Differentiation is a process of finding the derivative or rate of change of one quantity with respect to another.

• It is denoted by $\frac{dy}{dx}$ or f'

The basic formula to find the differentiation of a polynomial function (say) $y=x^n$ is,

                       $\frac{dy}{dx}=\frac{d(x^n)}{dx}=nx^{n-1}$ This is called 'the power rule'.

                         

Given  ,  $y^2 cos(\frac{1}{x})=a^2$ , let us find $\frac{dy}{dx}$

Since we have to find differentiation of y with respect to x let us solve the given equation for 'y'.

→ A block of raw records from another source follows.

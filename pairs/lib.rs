#![deny(unused_variables)]
#![deny(dead_code)]
#![deny(unused_imports)]
#![deny(clippy::no_effect_underscore_binding)]

//! All-pairs dependency matrices computed as independent, resumable batches.
//!
//! A matrix of `n` variables has `n(n-1)/2` unordered row pairs. Every pair is
//! named by a single linear index (see [`triangular`]), so the full space can be
//! cut into contiguous ranges that separate workers compute without talking to
//! each other. Each worker writes one artifact per statistic channel
//! ([`batch`]); the [`compile`] step merges all artifacts back into one dense
//! result and reports what is missing or duplicated.

pub mod align;
pub mod artifact;
pub mod batch;
pub mod compile;
pub mod config;
pub mod import;
pub mod matrix;
pub mod plan;
pub mod progress;
pub mod stats;
pub mod triangular;

pub use batch::{BatchOutcome, BatchReport, BatchRequest, PairData, run_batch};
pub use compile::{CompileOptions, CompiledChannel, DuplicatePolicy, compile_dir};
pub use matrix::MaskedMatrix;
pub use stats::{Statistic, StatisticComputer};
pub use triangular::{PairRange, PairSpace, inv_sym_idx, pair_count, sym_idx};
// ========================================================================================
//
//                       Linear pair index inversion benchmark
//
// ========================================================================================
//
// Every pair of a batch starts by turning its linear index back into a row pair, so the
// inversion sits on the hot path of every worker. This measures it across matrix sizes
// for strided index samples, together with the masked extraction that follows it.
//
// ========================================================================================

use criterion::{BenchmarkId, Criterion, Throughput, black_box, criterion_group, criterion_main};
use depmat::matrix::extract_into;
use depmat::{MaskedMatrix, inv_sym_idx, pair_count, sym_idx};
use ndarray::Array2;
use rand::rngs::StdRng;
use rand::{Rng, SeedableRng};

/// Matrix sizes (rows) to invert indices for.
const ROW_COUNTS: [usize; 4] = [1_000, 20_000, 100_000, 1_000_000];
/// Indices sampled per size.
const SAMPLES: usize = 4_096;
/// Columns of the extraction benchmark matrix.
const SAMPLE_COLUMNS: usize = 500;

fn bench_inversion(c: &mut Criterion) {
    let mut group = c.benchmark_group("inv_sym_idx");
    group.throughput(Throughput::Elements(SAMPLES as u64));
    for n in ROW_COUNTS {
        let total = pair_count(n);
        let stride = (total / SAMPLES).max(1);
        let indices: Vec<usize> = (0..SAMPLES).map(|i| (i * stride) % total).collect();
        group.bench_with_input(BenchmarkId::from_parameter(n), &indices, |b, indices| {
            b.iter(|| {
                let mut acc = 0usize;
                for &index in indices {
                    if let Ok((row, col)) = inv_sym_idx(black_box(index), n) {
                        acc ^= row ^ col;
                    }
                }
                acc
            })
        });
    }
    group.finish();
}

fn bench_round_trip(c: &mut Criterion) {
    let n = 50_000;
    let total = pair_count(n);
    c.bench_function("round_trip_50k", |b| {
        let mut index = 0usize;
        b.iter(|| {
            index = (index + 7_919) % total;
            inv_sym_idx(black_box(index), n).and_then(|(row, col)| sym_idx(row, col, n))
        })
    });
}

fn bench_extraction(c: &mut Criterion) {
    let mut rng = StdRng::seed_from_u64(42);
    let values = Array2::from_shape_fn((2, SAMPLE_COLUMNS), |_| rng.gen_range(-1.0..1.0));
    let mask = Array2::from_shape_fn((2, SAMPLE_COLUMNS), |_| rng.gen_bool(0.1));
    let matrix = match MaskedMatrix::new(values, mask) {
        Ok(matrix) => matrix,
        Err(e) => panic!("benchmark matrix is invalid: {e}"),
    };
    let (row_a, mask_a) = matrix.row(0).expect("row 0");
    let (row_b, mask_b) = matrix.row(1).expect("row 1");

    let mut x = Vec::with_capacity(SAMPLE_COLUMNS);
    let mut y = Vec::with_capacity(SAMPLE_COLUMNS);
    c.bench_function("extract_into_500", |b| {
        b.iter(|| {
            extract_into(row_a, mask_a, row_b, mask_b, &mut x, &mut y).expect("equal lengths");
            black_box(x.len())
        })
    });
}

criterion_group!(benches, bench_inversion, bench_round_trip, bench_extraction);
criterion_main!(benches);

                      $y^2 cos(\frac{1}{x})=a^2\\\\y^2 =\frac{a^2}{cos(\frac{1}{x})}\\\\y=\sqrt{\frac{a^2}{cos(\frac{1}{x})}}$

                   $\frac{dy}{dx}=\frac{d}{dx}(\sqrt{\frac{a^2}{cos(\frac{1}{x})}}})$  - - - - (1)

From trigonometric ratios we have,  

                 $\frac{1}{cos(\frac{1}{x})} = sec(\frac{1}{x})$

∴ equation (1) can be written as,

                    $\frac{dy}{dx}=\frac{d}{dx}(\sqrt{a^2sec(\frac{1}{x})})\\\\\frac{dy}{dx}=a\,\frac{d}{dx}(\sqrt{sec(\frac{1}{x})})$ - - - - (2)

• Trigonometric functions are differentiable, and the differentiation of secx is

                  $\frac{d(secx)}{dx}=secx\,\,tanx$

• and       $\frac{d(\sqrt{x}\,)}{dx} = \frac{1}{2\sqrt{x}}$
• using power rule to differentiate $\frac{1}{x}$

         $\frac{d(\frac{1}{x})}{dx}=\frac{d(x^{-1})}{dx} = -x^{-2} \\\\\frac{d(\frac{1}{x})}{dx}= -\frac{1}{2}$

Let us solve (2) using the points mentioned above,

                  $\frac{dy}{dx}=a\,\frac{d}{dx}(\sqrt{sec(\frac{1}{x})}) \\\\ \frac{dy}{dx}=a\,\frac{1}{2\sqrt{sec(\frac{1}{x})}}\frac{d}{dx}({sec(\frac{1}{x})})$                 (Using chain rule)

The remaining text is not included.